Requirement:
The stretch from the line with "repository 759ce19e4b4a833c" through the line with "pub fn len(&self)" in the records below: write it out exactly, and nothing else.
==========
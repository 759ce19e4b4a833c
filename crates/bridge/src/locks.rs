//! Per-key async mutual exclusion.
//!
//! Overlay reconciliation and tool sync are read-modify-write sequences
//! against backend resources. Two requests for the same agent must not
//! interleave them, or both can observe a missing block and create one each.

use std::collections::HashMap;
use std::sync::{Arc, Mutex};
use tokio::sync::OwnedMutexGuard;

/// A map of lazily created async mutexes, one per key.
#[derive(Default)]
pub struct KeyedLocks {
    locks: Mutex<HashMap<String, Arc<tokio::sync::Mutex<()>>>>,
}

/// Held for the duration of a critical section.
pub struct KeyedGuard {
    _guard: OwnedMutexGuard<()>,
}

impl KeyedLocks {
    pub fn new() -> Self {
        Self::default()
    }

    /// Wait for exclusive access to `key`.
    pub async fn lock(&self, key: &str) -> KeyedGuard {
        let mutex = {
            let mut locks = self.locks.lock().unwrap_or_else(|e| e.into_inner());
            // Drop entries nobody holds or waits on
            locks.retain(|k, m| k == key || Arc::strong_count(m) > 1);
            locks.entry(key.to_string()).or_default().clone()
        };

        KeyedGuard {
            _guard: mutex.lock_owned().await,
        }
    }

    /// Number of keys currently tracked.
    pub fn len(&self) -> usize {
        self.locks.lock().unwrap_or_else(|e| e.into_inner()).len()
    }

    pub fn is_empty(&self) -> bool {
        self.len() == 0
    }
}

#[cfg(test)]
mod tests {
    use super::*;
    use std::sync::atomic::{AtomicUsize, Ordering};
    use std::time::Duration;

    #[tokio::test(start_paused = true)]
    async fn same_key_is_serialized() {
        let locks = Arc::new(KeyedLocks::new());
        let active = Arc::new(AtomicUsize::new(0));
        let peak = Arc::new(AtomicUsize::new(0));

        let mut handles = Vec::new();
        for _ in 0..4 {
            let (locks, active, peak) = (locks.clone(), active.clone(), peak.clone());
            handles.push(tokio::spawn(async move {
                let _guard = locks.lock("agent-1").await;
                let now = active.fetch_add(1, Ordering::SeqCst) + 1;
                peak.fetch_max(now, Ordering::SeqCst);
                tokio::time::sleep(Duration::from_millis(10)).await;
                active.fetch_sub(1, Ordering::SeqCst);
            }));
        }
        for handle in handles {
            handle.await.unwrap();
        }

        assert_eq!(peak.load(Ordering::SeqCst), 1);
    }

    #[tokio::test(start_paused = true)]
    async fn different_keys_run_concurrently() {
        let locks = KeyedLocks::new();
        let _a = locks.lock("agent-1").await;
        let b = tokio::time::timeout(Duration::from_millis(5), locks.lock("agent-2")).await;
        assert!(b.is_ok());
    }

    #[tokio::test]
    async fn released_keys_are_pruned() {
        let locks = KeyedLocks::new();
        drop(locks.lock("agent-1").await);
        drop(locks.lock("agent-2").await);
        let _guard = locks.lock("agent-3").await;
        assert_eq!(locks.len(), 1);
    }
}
==========
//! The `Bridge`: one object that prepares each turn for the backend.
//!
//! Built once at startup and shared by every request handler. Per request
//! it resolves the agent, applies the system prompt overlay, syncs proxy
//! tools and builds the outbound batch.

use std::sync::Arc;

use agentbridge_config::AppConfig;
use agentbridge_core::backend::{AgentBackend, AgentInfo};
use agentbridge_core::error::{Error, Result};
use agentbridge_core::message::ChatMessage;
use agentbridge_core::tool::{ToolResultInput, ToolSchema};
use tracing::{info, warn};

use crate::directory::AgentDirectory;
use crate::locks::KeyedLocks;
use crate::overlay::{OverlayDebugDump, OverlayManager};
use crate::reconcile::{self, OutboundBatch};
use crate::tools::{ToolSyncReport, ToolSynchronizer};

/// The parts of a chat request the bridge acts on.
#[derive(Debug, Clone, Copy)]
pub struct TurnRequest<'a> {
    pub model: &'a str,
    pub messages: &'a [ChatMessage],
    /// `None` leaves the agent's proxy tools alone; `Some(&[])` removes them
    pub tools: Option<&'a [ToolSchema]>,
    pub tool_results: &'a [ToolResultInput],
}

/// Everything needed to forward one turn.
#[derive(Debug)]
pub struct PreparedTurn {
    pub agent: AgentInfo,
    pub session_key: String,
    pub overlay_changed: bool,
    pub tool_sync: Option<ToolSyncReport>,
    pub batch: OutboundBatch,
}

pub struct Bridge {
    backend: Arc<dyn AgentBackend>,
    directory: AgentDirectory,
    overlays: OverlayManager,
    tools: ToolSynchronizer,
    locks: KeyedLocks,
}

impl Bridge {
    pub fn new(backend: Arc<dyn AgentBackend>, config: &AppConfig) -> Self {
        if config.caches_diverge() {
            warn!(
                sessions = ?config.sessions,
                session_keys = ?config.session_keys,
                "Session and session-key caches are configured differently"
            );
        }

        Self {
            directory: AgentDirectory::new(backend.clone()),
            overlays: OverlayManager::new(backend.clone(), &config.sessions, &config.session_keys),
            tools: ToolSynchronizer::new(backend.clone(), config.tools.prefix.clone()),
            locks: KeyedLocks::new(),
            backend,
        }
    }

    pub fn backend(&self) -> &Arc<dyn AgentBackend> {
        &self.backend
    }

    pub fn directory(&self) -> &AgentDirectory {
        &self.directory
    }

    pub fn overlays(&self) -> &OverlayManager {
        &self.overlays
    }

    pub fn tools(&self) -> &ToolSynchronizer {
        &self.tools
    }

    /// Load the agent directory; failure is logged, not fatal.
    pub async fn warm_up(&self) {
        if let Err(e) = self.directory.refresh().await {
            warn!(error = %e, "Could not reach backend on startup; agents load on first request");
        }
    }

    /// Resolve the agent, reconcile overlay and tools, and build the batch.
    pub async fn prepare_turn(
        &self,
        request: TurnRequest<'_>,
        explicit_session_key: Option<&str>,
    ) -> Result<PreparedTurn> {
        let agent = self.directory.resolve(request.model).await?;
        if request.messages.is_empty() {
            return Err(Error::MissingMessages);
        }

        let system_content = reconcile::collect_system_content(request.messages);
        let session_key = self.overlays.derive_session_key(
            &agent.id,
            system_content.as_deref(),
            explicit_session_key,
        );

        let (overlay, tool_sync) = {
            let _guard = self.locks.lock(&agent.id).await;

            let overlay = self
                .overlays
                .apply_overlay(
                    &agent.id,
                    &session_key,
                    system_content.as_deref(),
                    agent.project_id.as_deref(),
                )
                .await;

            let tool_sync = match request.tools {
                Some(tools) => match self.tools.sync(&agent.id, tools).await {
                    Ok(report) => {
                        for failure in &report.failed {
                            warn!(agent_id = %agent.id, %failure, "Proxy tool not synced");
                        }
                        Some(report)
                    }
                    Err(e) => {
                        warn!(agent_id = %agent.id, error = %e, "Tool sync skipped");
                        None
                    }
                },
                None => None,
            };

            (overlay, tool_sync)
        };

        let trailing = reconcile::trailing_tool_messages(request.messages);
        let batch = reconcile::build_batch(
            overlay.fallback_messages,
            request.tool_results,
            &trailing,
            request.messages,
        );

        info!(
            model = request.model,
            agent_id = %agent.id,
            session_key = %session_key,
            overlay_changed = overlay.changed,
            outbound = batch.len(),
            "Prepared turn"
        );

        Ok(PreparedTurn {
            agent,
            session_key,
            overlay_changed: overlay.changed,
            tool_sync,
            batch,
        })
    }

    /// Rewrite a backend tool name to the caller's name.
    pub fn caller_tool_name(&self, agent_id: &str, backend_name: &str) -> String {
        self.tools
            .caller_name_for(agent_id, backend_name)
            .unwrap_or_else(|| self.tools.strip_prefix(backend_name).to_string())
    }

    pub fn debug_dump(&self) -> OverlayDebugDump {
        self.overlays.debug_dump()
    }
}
==========
Finished exercise:
repository 759ce19e4b4a833c
filename crates/bridge/src/locks.rs
//! Per-key async mutual exclusion.
//!
//! Overlay reconciliation and tool sync are read-modify-write sequences
//! against backend resources. Two requests for the same agent must not
//! interleave them, or both can observe a missing block and create one each.

use std::collections::HashMap;
use std::sync::{Arc, Mutex};
use tokio::sync::OwnedMutexGuard;

/// A map of lazily created async mutexes, one per key.
#[derive(Default)]
pub struct KeyedLocks {
    locks: Mutex<HashMap<String, Arc<tokio::sync::Mutex<()>>>>,
}

/// Held for the duration of a critical section.
pub struct KeyedGuard {
    _guard: OwnedMutexGuard<()>,
}

impl KeyedLocks {
    pub fn new() -> Self {
        Self::default()
    }

    /// Wait for exclusive access to `key`.
    pub async fn lock(&self, key: &str) -> KeyedGuard {
        let mutex = {
            let mut locks = self.locks.lock().unwrap_or_else(|e| e.into_inner());
            // Drop entries nobody holds or waits on
            locks.retain(|k, m| k == key || Arc::strong_count(m) > 1);
            locks.entry(key.to_string()).or_default().clone()
        };

        KeyedGuard {
            _guard: mutex.lock_owned().await,
        }
    }

    /// Number of keys currently tracked.
    pub fn len(&self) -> usize {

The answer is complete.